**Work instructions:**
Out of the lines below, please list those that hold the string "RunOrigin".

(Dataset excerpts)
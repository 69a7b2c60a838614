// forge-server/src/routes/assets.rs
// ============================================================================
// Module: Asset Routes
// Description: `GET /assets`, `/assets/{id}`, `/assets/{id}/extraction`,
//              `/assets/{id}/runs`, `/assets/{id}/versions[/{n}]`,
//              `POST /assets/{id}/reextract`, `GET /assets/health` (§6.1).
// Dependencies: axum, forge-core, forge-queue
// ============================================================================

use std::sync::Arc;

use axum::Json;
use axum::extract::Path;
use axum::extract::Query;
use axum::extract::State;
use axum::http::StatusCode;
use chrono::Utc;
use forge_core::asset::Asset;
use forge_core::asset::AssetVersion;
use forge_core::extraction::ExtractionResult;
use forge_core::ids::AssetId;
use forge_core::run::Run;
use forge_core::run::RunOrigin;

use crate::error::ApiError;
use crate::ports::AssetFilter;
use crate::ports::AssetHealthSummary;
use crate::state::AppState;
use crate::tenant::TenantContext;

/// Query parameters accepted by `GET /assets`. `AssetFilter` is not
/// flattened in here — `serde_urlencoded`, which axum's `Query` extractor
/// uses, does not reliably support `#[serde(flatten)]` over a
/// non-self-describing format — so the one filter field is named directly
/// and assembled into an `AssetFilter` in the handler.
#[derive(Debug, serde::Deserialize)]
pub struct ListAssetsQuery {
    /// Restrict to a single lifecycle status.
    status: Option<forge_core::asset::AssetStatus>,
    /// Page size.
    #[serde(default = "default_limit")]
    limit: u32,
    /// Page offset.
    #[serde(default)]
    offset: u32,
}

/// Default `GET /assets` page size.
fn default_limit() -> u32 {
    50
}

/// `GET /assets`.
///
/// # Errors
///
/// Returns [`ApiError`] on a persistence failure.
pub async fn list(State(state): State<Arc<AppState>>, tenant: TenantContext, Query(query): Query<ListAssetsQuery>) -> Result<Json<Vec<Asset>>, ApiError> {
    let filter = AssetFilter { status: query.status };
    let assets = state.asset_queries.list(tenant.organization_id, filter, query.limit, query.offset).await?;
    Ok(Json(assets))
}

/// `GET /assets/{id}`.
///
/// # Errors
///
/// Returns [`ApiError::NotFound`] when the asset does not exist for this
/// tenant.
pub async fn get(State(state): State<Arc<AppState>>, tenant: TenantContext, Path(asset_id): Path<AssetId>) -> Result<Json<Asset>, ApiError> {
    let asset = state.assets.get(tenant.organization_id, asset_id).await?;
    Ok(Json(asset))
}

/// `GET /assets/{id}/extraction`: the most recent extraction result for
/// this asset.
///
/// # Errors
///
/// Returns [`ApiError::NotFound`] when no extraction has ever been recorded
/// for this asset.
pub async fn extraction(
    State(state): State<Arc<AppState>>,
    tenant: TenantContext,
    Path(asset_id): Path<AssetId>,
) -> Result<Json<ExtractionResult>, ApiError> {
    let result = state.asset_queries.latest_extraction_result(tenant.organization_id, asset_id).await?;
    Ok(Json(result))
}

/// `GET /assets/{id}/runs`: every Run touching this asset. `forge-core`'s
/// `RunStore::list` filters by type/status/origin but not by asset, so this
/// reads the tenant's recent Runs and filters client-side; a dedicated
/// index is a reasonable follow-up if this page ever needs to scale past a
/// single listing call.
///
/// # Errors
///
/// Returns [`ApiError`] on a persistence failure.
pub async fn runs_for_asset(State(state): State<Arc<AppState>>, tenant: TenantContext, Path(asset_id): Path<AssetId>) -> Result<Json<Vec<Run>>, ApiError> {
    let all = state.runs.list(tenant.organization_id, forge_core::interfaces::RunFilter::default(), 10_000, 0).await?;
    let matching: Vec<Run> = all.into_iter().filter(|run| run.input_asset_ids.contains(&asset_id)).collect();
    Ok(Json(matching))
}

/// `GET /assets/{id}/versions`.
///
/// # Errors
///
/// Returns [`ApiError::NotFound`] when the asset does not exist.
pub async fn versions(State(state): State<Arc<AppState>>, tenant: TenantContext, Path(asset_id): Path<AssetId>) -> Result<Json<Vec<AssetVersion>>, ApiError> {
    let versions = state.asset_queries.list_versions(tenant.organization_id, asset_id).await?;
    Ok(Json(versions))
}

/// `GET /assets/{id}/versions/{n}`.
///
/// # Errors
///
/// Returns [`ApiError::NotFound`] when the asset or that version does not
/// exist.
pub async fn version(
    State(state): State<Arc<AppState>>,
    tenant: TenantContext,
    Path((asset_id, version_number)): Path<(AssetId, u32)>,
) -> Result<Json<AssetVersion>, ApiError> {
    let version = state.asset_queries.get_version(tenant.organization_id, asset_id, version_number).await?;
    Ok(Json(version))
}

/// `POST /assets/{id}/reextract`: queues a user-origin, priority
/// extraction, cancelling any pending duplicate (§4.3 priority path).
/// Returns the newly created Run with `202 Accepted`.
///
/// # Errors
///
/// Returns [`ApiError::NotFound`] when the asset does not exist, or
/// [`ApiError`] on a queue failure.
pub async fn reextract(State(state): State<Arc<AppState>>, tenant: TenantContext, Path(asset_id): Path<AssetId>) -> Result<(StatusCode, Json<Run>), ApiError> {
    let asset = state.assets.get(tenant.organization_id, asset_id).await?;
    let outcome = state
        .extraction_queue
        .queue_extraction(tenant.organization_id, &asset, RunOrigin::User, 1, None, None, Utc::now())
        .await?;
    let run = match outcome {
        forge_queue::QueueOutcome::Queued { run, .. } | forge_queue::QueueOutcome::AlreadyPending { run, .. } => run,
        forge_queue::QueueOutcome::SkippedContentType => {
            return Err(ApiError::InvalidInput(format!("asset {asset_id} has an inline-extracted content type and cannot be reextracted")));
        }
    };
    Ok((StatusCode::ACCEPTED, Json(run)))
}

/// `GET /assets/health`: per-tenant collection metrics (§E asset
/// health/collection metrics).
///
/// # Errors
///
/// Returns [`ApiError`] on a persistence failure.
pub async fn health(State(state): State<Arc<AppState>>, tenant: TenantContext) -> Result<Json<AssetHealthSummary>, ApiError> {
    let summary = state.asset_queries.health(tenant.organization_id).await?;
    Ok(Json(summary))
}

**Response for this exercise:**
use forge_core::run::RunOrigin;
        .queue_extraction(tenant.organization_id, &asset, RunOrigin::User, 1, None, None, Utc::now())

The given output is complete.